From Pine View Farm

Denial Is Not Just a River in Egypt 0

Two recent posts at Psychology Today Blogs offer insight into the intersection between political leanings and failure to take seriously–even to actively discount–the seriousness of the rapid spread of COVID-19.

Nassir Ghaemi offers a taxonomy of disease deniers:

. . . three kinds of deniers of a scientifically sound public health response to the coronavirus pandemic: a certain kind of political partisan, those who are medically uninformed, and those with a tendency to conspiracy theories.

Meanwhile, Nigel Barber identifies an irony:

Recent survey data show that Republicans are significantly less likely than Democrats to view the coronavirus as a serious threat. This is surprising because Republicans are generally focused on fear and more concerned about contamination.
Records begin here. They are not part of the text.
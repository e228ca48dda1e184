use bytes::Bytes;
use chrono::{DateTime, Utc};
use num_enum::{FromPrimitive, IntoPrimitive};
use serde::Serialize;
use strum_macros::Display;
use tracing::trace;
use zerocopy::byteorder::little_endian::{F64, I32, U16, U32};
use zerocopy::{FromBytes, Immutable, IntoBytes, KnownLayout, Unaligned};

use crate::constants::{
    CALIBRATION_ENTRY_SIZE, CALIBRATION_HEADER_SIZE, EGV_DISPLAY_ONLY, EGV_NOISE_MASK,
    EGV_NOISE_SHIFT, EGV_RECORD_SIZE, EGV_TREND_MASK, EGV_VALUE_MASK, INSERTION_RECORD_SIZE,
    INVALID_TIME, METER_RECORD_SIZE, SENSOR_RECORD_SIZE, TIMESTAMP_SIZE,
};
use crate::error::DexcomError;
use crate::glucose::Trend;
use crate::time::{Timestamp, from_device_seconds, unmarshal_time};

/// Tag identifying which on-device log layout a page payload encodes.
///
/// The transport layer supplies the tag out-of-band; it is not carried in the
/// payload itself. Tags without a decoder dispatch to the fallback arm of
/// [`Record::unmarshal`].
#[derive(Debug, Clone, Copy, PartialEq, Eq, Display, Serialize, IntoPrimitive, FromPrimitive)]
#[repr(u8)]
pub enum PageType {
    ManufacturingData = 0,
    FirmwareParameterData = 1,
    PcSoftwareParameter = 2,
    SensorData = 3,
    EgvData = 4,
    CalSet = 5,
    Deviation = 6,
    InsertionTime = 7,
    ReceiverLogData = 8,
    ReceiverErrorData = 9,
    MeterData = 10,
    UserEventData = 11,
    UserSettingData = 12,
    #[num_enum(catch_all)]
    Unknown(u8),
}

impl PageType {
    /// Expected payload length for the fixed-size layouts.
    fn fixed_length(self) -> Option<usize> {
        match self {
            PageType::SensorData => Some(SENSOR_RECORD_SIZE),
            PageType::EgvData => Some(EGV_RECORD_SIZE),
            PageType::InsertionTime => Some(INSERTION_RECORD_SIZE),
            PageType::MeterData => Some(METER_RECORD_SIZE),
            _ => None,
        }
    }
}

/// Sensor record body (10 bytes after the timestamp prefix)
#[derive(Debug, Clone, Copy, FromBytes, IntoBytes, KnownLayout, Immutable, Unaligned)]
#[repr(C)]
struct SensorRaw {
    unfiltered: U32,
    filtered: U32,
    rssi: i8,
    unknown: u8,
}

/// EGV record body (3 bytes after the timestamp prefix)
#[derive(Debug, Clone, Copy, FromBytes, IntoBytes, KnownLayout, Immutable, Unaligned)]
#[repr(C)]
struct EgvRaw {
    /// Bit 15 flags display-only, low 10 bits are the glucose value
    glucose: U16,
    /// Noise in bits 4-6, trend arrow code in bits 0-3
    status: u8,
}

/// Fixed part of a calibration record body (36 bytes after the timestamp prefix)
#[derive(Debug, Clone, Copy, FromBytes, IntoBytes, KnownLayout, Immutable, Unaligned)]
#[repr(C)]
struct CalibrationHeadRaw {
    slope: F64,
    intercept: F64,
    scale: F64,
    reserved: [u8; 3],
    decay: F64,
    count: u8,
}

/// One calibration entry (17 bytes)
#[derive(Debug, Clone, Copy, FromBytes, IntoBytes, KnownLayout, Immutable, Unaligned)]
#[repr(C)]
struct CalibrationEntryRaw {
    entered_seconds: U32,
    glucose: I32,
    raw: I32,
    applied_seconds: U32,
    reserved: u8,
}

/// Insertion record body (5 bytes after the timestamp prefix)
#[derive(Debug, Clone, Copy, FromBytes, IntoBytes, KnownLayout, Immutable, Unaligned)]
#[repr(C)]
struct InsertionRaw {
    system_time: [u8; 4],
    event: u8,
}

/// Meter record body (6 bytes after the timestamp prefix)
#[derive(Debug, Clone, Copy, FromBytes, IntoBytes, KnownLayout, Immutable, Unaligned)]
#[repr(C)]
struct MeterRaw {
    glucose: U16,
    meter_seconds: U32,
}

/// Raw sensor counts as logged by the receiver.
#[derive(Debug, Clone, Copy, PartialEq, Serialize)]
pub struct SensorInfo {
    pub unfiltered: u32,
    pub filtered: u32,
    pub rssi: i8,
    /// Trailing byte of the layout, meaning unknown; preserved verbatim
    pub unknown: u8,
}

impl From<SensorRaw> for SensorInfo {
    fn from(raw: SensorRaw) -> Self {
        SensorInfo {
            unfiltered: raw.unfiltered.get(),
            filtered: raw.filtered.get(),
            rssi: raw.rssi,
            unknown: raw.unknown,
        }
    }
}

/// Estimated glucose value reading.
///
/// `glucose` may encode a special condition rather than a measurement; check
/// [`crate::glucose::is_special`] before interpreting it.
#[derive(Debug, Clone, Copy, PartialEq, Serialize)]
pub struct EgvInfo {
    pub glucose: u16,
    pub display_only: bool,
    pub noise: u8,
    pub trend: Trend,
}

impl From<EgvRaw> for EgvInfo {
    fn from(raw: EgvRaw) -> Self {
        let word = raw.glucose.get();
        EgvInfo {
            glucose: word & EGV_VALUE_MASK,
            display_only: word & EGV_DISPLAY_ONLY != 0,
            noise: (raw.status & EGV_NOISE_MASK) >> EGV_NOISE_SHIFT,
            trend: Trend::from_primitive(raw.status & EGV_TREND_MASK),
        }
    }
}

/// Calibration curve parameters plus the entries they were fit from.
#[derive(Debug, Clone, PartialEq, Serialize)]
pub struct CalibrationInfo {
    pub slope: f64,
    pub intercept: f64,
    pub scale: f64,
    pub decay: f64,
    pub data: Vec<CalibrationData>,
}

/// One calibration measurement.
///
/// Entry timestamps are recorded in system-clock time; the decoder shifts
/// them by the record's display offset so they line up with
/// [`Record::time`].
#[derive(Debug, Clone, Copy, PartialEq, Serialize)]
pub struct CalibrationData {
    pub time_entered: DateTime<Utc>,
    pub glucose: i32,
    pub raw: i32,
    pub time_applied: DateTime<Utc>,
}

/// Sensor session state change reported by an insertion record.
#[derive(Debug, Clone, Copy, PartialEq, Eq, Display, Serialize, IntoPrimitive, FromPrimitive)]
#[repr(u8)]
pub enum SensorChange {
    Stopped = 1,
    Started = 7,
    #[num_enum(catch_all)]
    Unknown(u8),
}

/// Sensor insertion / removal event.
#[derive(Debug, Clone, Copy, PartialEq, Serialize)]
pub struct InsertionInfo {
    /// System-clock time of the event; the device writes an all-ones
    /// sentinel when none was recorded
    pub system_time: Option<DateTime<Utc>>,
    pub event: SensorChange,
}

impl From<InsertionRaw> for InsertionInfo {
    fn from(raw: InsertionRaw) -> Self {
        let system_time = if raw.system_time == INVALID_TIME {
            None
        } else {
            Some(unmarshal_time(raw.system_time))
        };
        InsertionInfo {
            system_time,
            event: SensorChange::from_primitive(raw.event),
        }
    }
}

/// Fingerstick meter entry.
#[derive(Debug, Clone, Copy, PartialEq, Serialize)]
pub struct MeterInfo {
    pub glucose: u16,
    pub meter_time: DateTime<Utc>,
}

impl From<MeterRaw> for MeterInfo {
    fn from(raw: MeterRaw) -> Self {
        MeterInfo {
            glucose: raw.glucose.get(),
            meter_time: from_device_seconds(raw.meter_seconds.get()),
        }
    }
}

/// Decoded payload of a log page record; exactly one variant per record.
#[derive(Debug, Clone, PartialEq, Serialize)]
pub enum RecordData {
    Sensor(SensorInfo),
    Egv(EgvInfo),
    Calibration(CalibrationInfo),
    Insertion(InsertionInfo),
    Meter(MeterInfo),
    /// Manufacturing, firmware-parameter and PC-software pages; their text
    /// format is not decoded here, the payload past the timestamp is kept
    /// verbatim
    Metadata(Bytes),
}

/// One record from an on-device log page.
#[derive(Debug, Clone, PartialEq, Serialize)]
pub struct Record {
    pub timestamp: Timestamp,
    pub data: RecordData,
}

impl Record {
    /// Wall-clock time of the record.
    pub fn time(&self) -> DateTime<Utc> {
        self.timestamp.display_time
    }

    /// Decode a raw page payload according to `page_type`.
    ///
    /// Every payload starts with the 8-byte timestamp prefix; the rest is
    /// layout-specific. Fixed-size layouts reject payloads of the wrong
    /// length before anything is decoded.
    pub fn unmarshal(page_type: PageType, v: &[u8]) -> Result<Record, DexcomError> {
        trace!(%page_type, len = v.len(), "unmarshaling record");
        if let Some(expected) = page_type.fixed_length() {
            if v.len() != expected {
                return Err(DexcomError::LengthMismatch {
                    page_type,
                    expected,
                    actual: v.len(),
                    raw: v.to_vec(),
                });
            }
        }
        let (timestamp, body) = Timestamp::unmarshal_prefix(v)?;
        let data = match page_type {
            PageType::SensorData => {
                let raw = SensorRaw::read_from_bytes(body).map_err(|_| {
                    DexcomError::InsufficientData {
                        expected: SENSOR_RECORD_SIZE,
                        actual: v.len(),
                    }
                })?;
                RecordData::Sensor(SensorInfo::from(raw))
            }
            PageType::EgvData => {
                let raw =
                    EgvRaw::read_from_bytes(body).map_err(|_| DexcomError::InsufficientData {
                        expected: EGV_RECORD_SIZE,
                        actual: v.len(),
                    })?;
                RecordData::Egv(EgvInfo::from(raw))
            }
            PageType::CalSet => RecordData::Calibration(unmarshal_calibration(&timestamp, body)?),
            PageType::InsertionTime => {
                let raw = InsertionRaw::read_from_bytes(body).map_err(|_| {
                    DexcomError::InsufficientData {
                        expected: INSERTION_RECORD_SIZE,
                        actual: v.len(),
                    }
                })?;
                RecordData::Insertion(InsertionInfo::from(raw))
            }
            PageType::MeterData => {
                let raw =
                    MeterRaw::read_from_bytes(body).map_err(|_| DexcomError::InsufficientData {
                        expected: METER_RECORD_SIZE,
                        actual: v.len(),
                    })?;
                RecordData::Meter(MeterInfo::from(raw))
            }
            PageType::ManufacturingData
            | PageType::FirmwareParameterData
            | PageType::PcSoftwareParameter => RecordData::Metadata(Bytes::copy_from_slice(body)),
            _ => {
                return Err(DexcomError::UnsupportedPageType {
                    page_type,
                    raw: v.to_vec(),
                });
            }
        };
        Ok(Record { timestamp, data })
    }
}

/// Decode a variable-length calibration body: curve parameters, an entry
/// count, then `count` 17-byte entries. Trailing bytes past the last entry
/// are ignored.
fn unmarshal_calibration(
    timestamp: &Timestamp,
    body: &[u8],
) -> Result<CalibrationInfo, DexcomError> {
    let (head, entries) =
        CalibrationHeadRaw::read_from_prefix(body).map_err(|_| DexcomError::InsufficientData {
            expected: CALIBRATION_HEADER_SIZE,
            actual: TIMESTAMP_SIZE + body.len(),
        })?;
    let count = head.count as usize;
    if entries.len() < count * CALIBRATION_ENTRY_SIZE {
        return Err(DexcomError::InsufficientData {
            expected: CALIBRATION_HEADER_SIZE + count * CALIBRATION_ENTRY_SIZE,
            actual: TIMESTAMP_SIZE + body.len(),
        });
    }
    // Entry timestamps are in system-clock time; reapply the record's own
    // clock-adjustment offset.
    let offset = timestamp.offset();
    let mut data = Vec::with_capacity(count);
    for chunk in entries.chunks_exact(CALIBRATION_ENTRY_SIZE).take(count) {
        let entry =
            CalibrationEntryRaw::read_from_bytes(chunk).map_err(|_| {
                DexcomError::InsufficientData {
                    expected: CALIBRATION_ENTRY_SIZE,
                    actual: chunk.len(),
                }
            })?;
        data.push(CalibrationData {
            time_entered: from_device_seconds(entry.entered_seconds.get()) + offset,
            glucose: entry.glucose.get(),
            raw: entry.raw.get(),
            time_applied: from_device_seconds(entry.applied_seconds.get()) + offset,
        });
    }
    Ok(CalibrationInfo {
        slope: head.slope.get(),
        intercept: head.intercept.get(),
        scale: head.scale.get(),
        decay: head.decay.get(),
        data,
    })
}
Given the confused and chaotic–often self-contradictory–response to the coronavirus by the current Federal Administration and tendency of many to, say, confuse a Facebook frolic with a fact, I commend both pieces as being worth the few moments it will take to read them.

Aside:

My grad school professor for early federal period history, Dr. Shade, was fond of saying that “history is irony.”

Far too often, history has proven him correct, as when the United States went from having its first black President to having the most racist President since Woodrow Wilson.